Result check. Display the column names one more time:

In [8]:
# checking the result: the list of column names
df.columns

Index(['userid', 'track', 'artist', 'genre', 'city', 'time', 'day'], dtype='object')

[Back to Index](#back)

### Missing Values <a id='missing_values'></a>
First, the amount of missing values in the table was found using two pandas methods:

In [9]:
# calculating missing values
df.isna().sum()

userid       0
track     1343
artist    7567
genre     1198
city         0
time         0
day          0
dtype: int64

Not all missing values affect the search. For example, missing values in song and artist is not decisive. These have been replaced by clear markers.

Missing values in 'genre' may affect the comparison of Springfield and Shelbyville musical preferences. In real life, it would be useful to find out the reasons why data is missing and try to compensate for them. We do not have that possibility in this project. Then, the following steps were followed:
* Fill in missing values with bullets
* Evaluate how much missing values can affect calculations

Replaced the missing values in 'track', 'artist', and 'genre' with the string 'unknown' by creating a columns_to_replace list, looping through it with the "for" loop, and replacing the missing values in each of the columns:

In [10]:
# looping through column names and replacing missing values with 'unknown'
columns_to_replace = ['track', 'artist', 'genre']

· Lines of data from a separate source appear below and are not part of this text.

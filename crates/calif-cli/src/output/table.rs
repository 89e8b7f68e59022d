#[derive(Clone, Copy, Debug)]
pub struct TableOptions {
    pub max_width: Option<usize>,
    pub color: bool,
}

const MIN_COLUMN: usize = 4;

/// Render an aligned table; numeric cells are right-aligned.
#[must_use]
pub fn render_rows(headers: &[&str], rows: &[Vec<String>], options: TableOptions) -> String {
    let mut widths = headers
        .iter()
        .enumerate()
        .map(|(index, header)| {
            rows.iter()
                .filter_map(|row| row.get(index))
                .map(|cell| cell.chars().count())
                .chain([header.chars().count(), MIN_COLUMN])
                .max()
                .unwrap_or(MIN_COLUMN)
        })
        .collect::<Vec<_>>();
    shrink_to(&mut widths, headers, options.max_width);

    let header_line = headers
        .iter()
        .zip(&widths)
        .map(|(header, width)| pad(&clip(header, *width), *width, false))
        .collect::<Vec<_>>()
        .join("  ");
    let divider = "-".repeat(header_line.chars().count());

    let mut lines = vec![header_line, divider];
    for row in rows {
        let line = widths
            .iter()
            .enumerate()
            .map(|(index, width)| {
                let cell = clip(row.get(index).map_or("-", String::as_str), *width);
                let padded = pad(&cell, *width, is_numeric(&cell));
                if options.color {
                    paint(&cell, padded)
                } else {
                    padded
                }
            })
            .collect::<Vec<_>>()
            .join("  ");
        lines.push(line);
    }
    lines.join("\n")
}

/// Narrow the widest column one step at a time until the row fits.
fn shrink_to(widths: &mut [usize], headers: &[&str], max_width: Option<usize>) {
    let Some(max_width) = max_width else {
        return;
    };
    let separators = widths.len().saturating_sub(1) * 2;
    while widths.iter().sum::<usize>() + separators > max_width {
        let widest = widths
            .iter()
            .enumerate()
            .filter(|(index, width)| **width > headers[*index].chars().count().max(MIN_COLUMN))
            .max_by_key(|(_, width)| **width)
            .map(|(index, _)| index);
        let Some(index) = widest else {
            break;
        };
        widths[index] -= 1;
    }
}

fn clip(value: &str, width: usize) -> String {
    if value.chars().count() <= width {
        return value.to_string();
    }
    let mut out = value.chars().take(width.saturating_sub(1)).collect::<String>();
    out.push('…');
    out
}

fn pad(value: &str, width: usize, right_align: bool) -> String {
    let fill = " ".repeat(width.saturating_sub(value.chars().count()));
    if right_align {
        format!("{fill}{value}")
    } else {
        format!("{value}{fill}")
    }
}

fn is_numeric(value: &str) -> bool {
    !value.is_empty() && value.chars().all(|ch| ch.is_ascii_digit())
}

/// Color status-like cells; padding stays outside the escape codes.
fn paint(cell: &str, padded: String) -> String {
    let code = match cell.to_ascii_lowercase().as_str() {
        "completed" | "true" | "ok" => "32",
        "in_progress" | "paused" | "pending" | "skipped" => "33",
        "not_started" | "false" | "failed" | "missing" => "31",
        _ => return padded,
    };
    padded.replacen(cell, &format!("\u{1b}[{code}m{cell}\u{1b}[0m"), 1)
}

for col in columns_to_replace:
    df[col].fillna(value='unknown', inplace=True)

The values were counted again to ensure that there were no more missing values.

In [11]:
# counting the missing values
df.isna().sum()

userid    0
track     0
artist    0
genre     0
city      0
time      0
day       0
dtype: int64

[Back to Index](#back)

### Duplicates <a id='duplicates'></a>
The number of obvious duplicates in the table was found using the "duplicated" and "sum" commands:

In [12]:
# counting clear duplicates
df.duplicated().sum()

3826

The pandas method was called to remove the obvious duplicates:

In [13]:
# removing obvious duplicates
df = df.drop_duplicates().reset_index(drop=True)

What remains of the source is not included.